[Your goal]: Please tally the lines of the listing that follows where the word "Zeta" appears, and reply with the number only.

[Material provided]:
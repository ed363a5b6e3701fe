//! In-memory catalog backed by a JSON export of product rows.

use async_trait::async_trait;
use std::cmp::Ordering;
use std::collections::HashSet;
use std::path::Path;

use crate::embeddings::CachedEmbedder;
use crate::error::{QuillError, Result};
use crate::models::{Filter, ProductRecord, SpecValue};
use crate::ports::{CatalogStats, CatalogStore, NeighborQuery};
use crate::synthesizer::aliases::{self, Canonical};

/// Spec labels folded into a product's embedding text
const EMBEDDED_SPECS: &[&str] = &["power_watts", "driver_components", "voltage_type", "coverage"];

/// Case-insensitive name order; the original spelling breaks ties
pub fn by_model_name(a: &str, b: &str) -> Ordering {
  a.to_lowercase().cmp(&b.to_lowercase()).then_with(|| a.cmp(b))
}

/// Text a row is embedded from: name, category, series, key specs, summary
pub fn embedding_text(record: &ProductRecord) -> String {
  let mut parts = vec![record.model_name.clone()];
  parts.extend(
    record.category.iter().chain(record.series.iter()).filter(|p| !p.trim().is_empty()).cloned(),
  );

  for label in EMBEDDED_SPECS {
    if let Some(value) = record.specs.get(label) {
      parts.push(format!("{label}: {value}"));
    }
  }
  if let Some(summary) = record.ai_summary.as_ref().filter(|s| !s.trim().is_empty()) {
    parts.push(summary.clone());
  }
  parts.join(" ")
}

/// Read-only catalog held in memory, sorted case-insensitively by `model_name`
#[derive(Debug, Clone, Default)]
pub struct InMemoryCatalog {
  records: Vec<ProductRecord>,
}

impl InMemoryCatalog {
  pub fn from_records(records: Vec<ProductRecord>) -> Result<Self> {
    let mut seen = HashSet::new();
    for record in &records {
      if record.model_name.trim().is_empty() {
        return Err(QuillError::catalog_load("product with an empty model_name"));
      }
      if !seen.insert(record.model_name.to_uppercase()) {
        return Err(QuillError::catalog_load(format!(
          "duplicate model_name '{}' (names are case-insensitive)",
          record.model_name
        )));
      }
    }

    let mut records: Vec<ProductRecord> = records.into_iter().map(fill_fast_columns).collect();
    records.sort_by(|a, b| by_model_name(&a.model_name, &b.model_name));
    warn_on_mixed_dimensions(&records);

    Ok(Self { records })
  }

  /// Load a JSON array of rows
  pub fn from_path<P: AsRef<Path>>(path: P) -> Result<Self> {
    let path = path.as_ref();
    let content = std::fs::read_to_string(path).map_err(|e| {
      QuillError::catalog_load(format!("cannot read {}: {e}", path.display()))
    })?;
    let records: Vec<ProductRecord> = serde_json::from_str(&content)
      .map_err(|e| QuillError::catalog_load(format!("{}: {e}", path.display())))?;

    let catalog = Self::from_records(records)?;
    bentley::info!("loaded {} products from {}", catalog.len(), path.display());
    Ok(catalog)
  }

  pub fn len(&self) -> usize {
    self.records.len()
  }

  pub fn is_empty(&self) -> bool {
    self.records.is_empty()
  }

  pub fn records(&self) -> &[ProductRecord] {
    &self.records
  }

  /// Embed rows that arrived without a vector; returns how many were filled.
  /// Rows whose embedding fails keep `None` and stay out of vector ranking.
  pub async fn embed_missing(&mut self, embedder: &CachedEmbedder) -> usize {
    let missing: Vec<usize> = (0..self.records.len())
      .filter(|&index| !self.records[index].has_embedding())
      .collect();
    if missing.is_empty() {
      return 0;
    }

    bentley::info!("embedding {} products without vectors", missing.len());
    let texts: Vec<String> =
      missing.iter().map(|&index| embedding_text(&self.records[index])).collect();
    let results = embedder.embed_batch(&texts).await;

    let mut filled = 0;
    for (index, result) in missing.into_iter().zip(results) {
      let record = &mut self.records[index];
      match result {
        Ok(vector) => {
          record.embedding = Some(vector);
          filled += 1;
        }
        Err(e) => bentley::warn!("could not embed '{}': {e}", record.model_name),
      }
    }

    warn_on_mixed_dimensions(&self.records);
    filled
  }
}

/// Derive the fast-filter columns from specs when the export left them out
fn fill_fast_columns(mut record: ProductRecord) -> ProductRecord {
  if record.watts_int.is_none() {
    record.watts_int = aliases::lookup(&record.specs, Canonical::PowerWatts)
      .and_then(|spec| spec.value.as_f64())
      .map(|watts| watts.round() as i64);
  }
  if record.ohms_int.is_none() {
    record.ohms_int = aliases::lookup(&record.specs, Canonical::ImpedanceOhms)
      .and_then(|spec| spec.value.as_f64())
      .map(|ohms| ohms.round() as i64);
  }
  if record.voltage_type.is_none() {
    record.voltage_type = aliases::lookup(&record.specs, Canonical::VoltageType).and_then(|spec| {
      match spec.value {
        SpecValue::Text(text) => Some(text.clone()),
        _ => None,
      }
    });
  }
  record
}

fn warn_on_mixed_dimensions(records: &[ProductRecord]) {
  let dimensions: HashSet<usize> =
    records.iter().filter_map(|r| r.embedding.as_ref()).map(Vec::len).collect();
  if dimensions.len() > 1 {
    bentley::warn!("catalog embeddings have mixed dimensions: {dimensions:?}");
  }
}

/// Cosine distance in [0, 2]; `None` for mismatched lengths or zero vectors
pub fn cosine_distance(a: &[f32], b: &[f32]) -> Option<f32> {
  if a.len() != b.len() || a.is_empty() {
    return None;
  }

  let mut dot = 0.0_f32;
  let mut norm_a = 0.0_f32;
  let mut norm_b = 0.0_f32;
  for (x, y) in a.iter().zip(b) {
    dot += x * y;
    norm_a += x * x;
    norm_b += y * y;
  }

  if norm_a == 0.0 || norm_b == 0.0 {
    return None;
  }
  Some(1.0 - dot / (norm_a.sqrt() * norm_b.sqrt()))
}

fn in_other_category(record: &ProductRecord, preferred: Option<&str>) -> bool {
  match preferred {
    Some(preferred) => {
      !record.category.as_deref().is_some_and(|c| c.eq_ignore_ascii_case(preferred))
    }
    None => false,
  }
}

#[async_trait]
impl CatalogStore for InMemoryCatalog {
  async fn find_exact(&self, model_name: &str) -> Result<Option<ProductRecord>> {
    Ok(self.records.iter().find(|r| r.same_model(model_name)).cloned())
  }

  async fn find_containing(&self, fragment: &str) -> Result<Option<ProductRecord>> {
    let needle = fragment.to_uppercase();
    Ok(self.records.iter().find(|r| r.model_name.to_uppercase().contains(&needle)).cloned())
  }

  async fn scan(&self, filter: &Filter, limit: usize) -> Result<Vec<ProductRecord>> {
    Ok(self.records.iter().filter(|r| filter.matches(r)).take(limit).cloned().collect())
  }

  async fn nearest(&self, query: &NeighborQuery) -> Result<Vec<(ProductRecord, f32)>> {
    let preferred = query.prefer_category.as_deref();

    // filter and distance in one pass over the rows
    let mut ranked: Vec<(bool, f32, &ProductRecord)> = self
      .records
      .iter()
      .filter(|r| query.exclude_model.as_deref().is_none_or(|excluded| !r.same_model(excluded)))
      .filter(|r| query.filter.matches(r))
      .filter_map(|r| {
        let embedding = r.embedding.as_deref()?;
        let distance = cosine_distance(&query.vector, embedding)?;
        Some((in_other_category(r, preferred), distance, r))
      })
      .collect();

    ranked.sort_by(|a, b| {
      a.0
        .cmp(&b.0)
        .then_with(|| a.1.total_cmp(&b.1))
        .then_with(|| by_model_name(&a.2.model_name, &b.2.model_name))
    });

    Ok(
      ranked
        .into_iter()
        .take(query.limit)
        .map(|(_, distance, record)| (record.clone(), distance))
        .collect(),
    )
  }

  async fn model_names(&self) -> Result<Vec<String>> {
    Ok(self.records.iter().map(|r| r.model_name.clone()).collect())
  }

  async fn stats(&self) -> Result<CatalogStats> {
    let mut stats = CatalogStats { total_products: self.records.len(), ..Default::default() };
    for record in &self.records {
      if record.has_embedding() {
        stats.with_embeddings += 1;
      }
      let category = record.category.clone().unwrap_or_else(|| "uncategorized".to_string());
      *stats.by_category.entry(category).or_insert(0) += 1;
    }
    Ok(stats)
  }
}

#[cfg(test)]
mod tests {
  use super::*;
  use crate::models::SpecSheet;
  use crate::ports::MockEmbeddingPort;
  use std::sync::Arc;
  use std::time::Duration;
  use tempfile::TempDir;

  fn record(name: &str, category: &str, embedding: Option<Vec<f32>>) -> ProductRecord {
    let mut record = ProductRecord::new(name);
    record.category = Some(category.to_string());
    record.embedding = embedding;
    record
  }

  fn catalog() -> InMemoryCatalog {
    InMemoryCatalog::from_records(vec![
      record("DM6SE", "loudspeaker", Some(vec![1.0, 0.0])),
      record("AM10/60", "loudspeaker", Some(vec![0.9, 0.1])),
      record("IZA 250-LZ", "amplifier", Some(vec![1.0, 0.05])),
      record("DM3SE", "loudspeaker", None),
    ])
    .unwrap()
  }

  #[test]
  fn rejects_case_insensitive_duplicates() {
    let result = InMemoryCatalog::from_records(vec![
      record("DM3SE", "loudspeaker", None),
      record("dm3se", "loudspeaker", None),
    ]);
    assert!(matches!(result, Err(QuillError::CatalogLoad { .. })));
  }

  #[test]
  fn derives_fast_columns_from_specs() {
    let mut row = ProductRecord::new("FS4SE");
    row.specs = SpecSheet::from_iter([
      ("Power Handling (Long-term)", SpecValue::from("40 W")),
      ("Nominal Impedance", SpecValue::from(8_i64)),
      ("voltage_type", SpecValue::from("70V/100V")),
    ]);
    let catalog = InMemoryCatalog::from_records(vec![row]).unwrap();
    let loaded = &catalog.records()[0];
    assert_eq!(loaded.watts_int, Some(40));
    assert_eq!(loaded.ohms_int, Some(8));
    assert_eq!(loaded.voltage_type.as_deref(), Some("70V/100V"));
  }

  #[test]
  fn cosine_distance_handles_degenerate_vectors() {
    assert_eq!(cosine_distance(&[1.0, 0.0], &[1.0, 0.0]), Some(0.0));
    assert_eq!(cosine_distance(&[1.0, 0.0], &[0.0, 0.0]), None);
    assert_eq!(cosine_distance(&[1.0], &[1.0, 0.0]), None);
  }

  #[tokio::test]
  async fn substring_lookup_is_lexicographic() {
    let catalog = catalog();
    let found = catalog.find_containing("dm").await.unwrap().unwrap();
    assert_eq!(found.model_name, "DM3SE");
  }

  #[tokio::test]
  async fn nearest_skips_rows_without_embeddings() {
    let catalog = catalog();
    let query = NeighborQuery { vector: vec![1.0, 0.0], limit: 10, ..Default::default() };
    let names: Vec<String> =
      catalog.nearest(&query).await.unwrap().into_iter().map(|(r, _)| r.model_name).collect();
    assert_eq!(names, vec!["DM6SE", "IZA 250-LZ", "AM10/60"]);
  }

  #[tokio::test]
  async fn nearest_prefers_category_then_distance() {
    let catalog = catalog();
    let query = NeighborQuery {
      vector: vec![1.0, 0.0],
      exclude_model: Some("dm6se".to_string()),
      prefer_category: Some("loudspeaker".to_string()),
      limit: 10,
      ..Default::default()
    };
    let names: Vec<String> =
      catalog.nearest(&query).await.unwrap().into_iter().map(|(r, _)| r.model_name).collect();
    assert_eq!(names, vec!["AM10/60", "IZA 250-LZ"]);
  }

  #[tokio::test]
  async fn stats_count_embeddings_and_categories() {
    let stats = catalog().stats().await.unwrap();
    assert_eq!(stats.total_products, 4);
    assert_eq!(stats.with_embeddings, 3);
    assert_eq!(stats.by_category.get("loudspeaker"), Some(&3));
  }

  #[tokio::test]
  async fn name_order_ignores_case() {
    let catalog = InMemoryCatalog::from_records(vec![
      record("Zeta-DM", "loudspeaker", None),
      record("dm3", "loudspeaker", None),
      record("Am10", "loudspeaker", None),
    ])
    .unwrap();

    let names = catalog.model_names().await.unwrap();
    assert_eq!(names, vec!["Am10", "dm3", "Zeta-DM"]);

    let found = catalog.find_containing("DM").await.unwrap().unwrap();
    assert_eq!(found.model_name, "dm3");
  }

  #[test]
  fn embedding_text_includes_key_specs_and_summary() {
    let mut row = ProductRecord::new("DM6SE");
    row.category = Some("loudspeaker".to_string());
    row.series = Some("DesignMax".to_string());
    row.specs = SpecSheet::from_iter([
      ("power_watts", SpecValue::from(60_i64)),
      ("weight", SpecValue::from("2 kg")),
    ]);
    row.ai_summary = Some("Compact ceiling speaker.".to_string());

    let text = embedding_text(&row);
    assert!(text.starts_with("DM6SE loudspeaker DesignMax"));
    assert!(text.contains("power_watts: 60"));
    assert!(!text.contains("weight"));
    assert!(text.ends_with("Compact ceiling speaker."));
  }

  #[tokio::test]
  async fn embed_missing_fills_only_rows_without_vectors() {
    let mut port = MockEmbeddingPort::new();
    port.expect_embed().times(1).returning(|text| {
      assert!(text.starts_with("DM3SE"));
      Ok(vec![0.8, 0.2])
    });
    let embedder = CachedEmbedder::new(Arc::new(port), 10, Duration::from_secs(1), 2);

    let mut catalog = catalog();
    assert_eq!(catalog.embed_missing(&embedder).await, 1);
    assert!(catalog.records().iter().all(ProductRecord::has_embedding));
    assert_eq!(catalog.embed_missing(&embedder).await, 0);
  }

  #[tokio::test]
  async fn embed_missing_leaves_failed_rows_empty() {
    let mut port = MockEmbeddingPort::new();
    port.expect_embed().returning(|_| Err(QuillError::embedding("offline")));
    let embedder = CachedEmbedder::new(Arc::new(port), 10, Duration::from_secs(1), 2);

    let mut catalog = catalog();
    assert_eq!(catalog.embed_missing(&embedder).await, 0);
    let stats = catalog.stats().await.unwrap();
    assert_eq!(stats.with_embeddings, 3);
  }

  #[test]
  fn loads_json_export() {
    let dir = TempDir::new().unwrap();
    let path = dir.path().join("catalog.json");
    std::fs::write(
      &path,
      r#"[{"model_name": "EM90", "category": "loudspeaker", "specs": {"power_watts": 90}, "pdf_source": "EM90.pdf"}]"#,
    )
    .unwrap();

    let catalog = InMemoryCatalog::from_path(&path).unwrap();
    assert_eq!(catalog.len(), 1);
    assert_eq!(catalog.records()[0].source_reference.as_deref(), Some("EM90.pdf"));
    assert_eq!(catalog.records()[0].watts_int, Some(90));
  }
}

[Completed exercise]: 2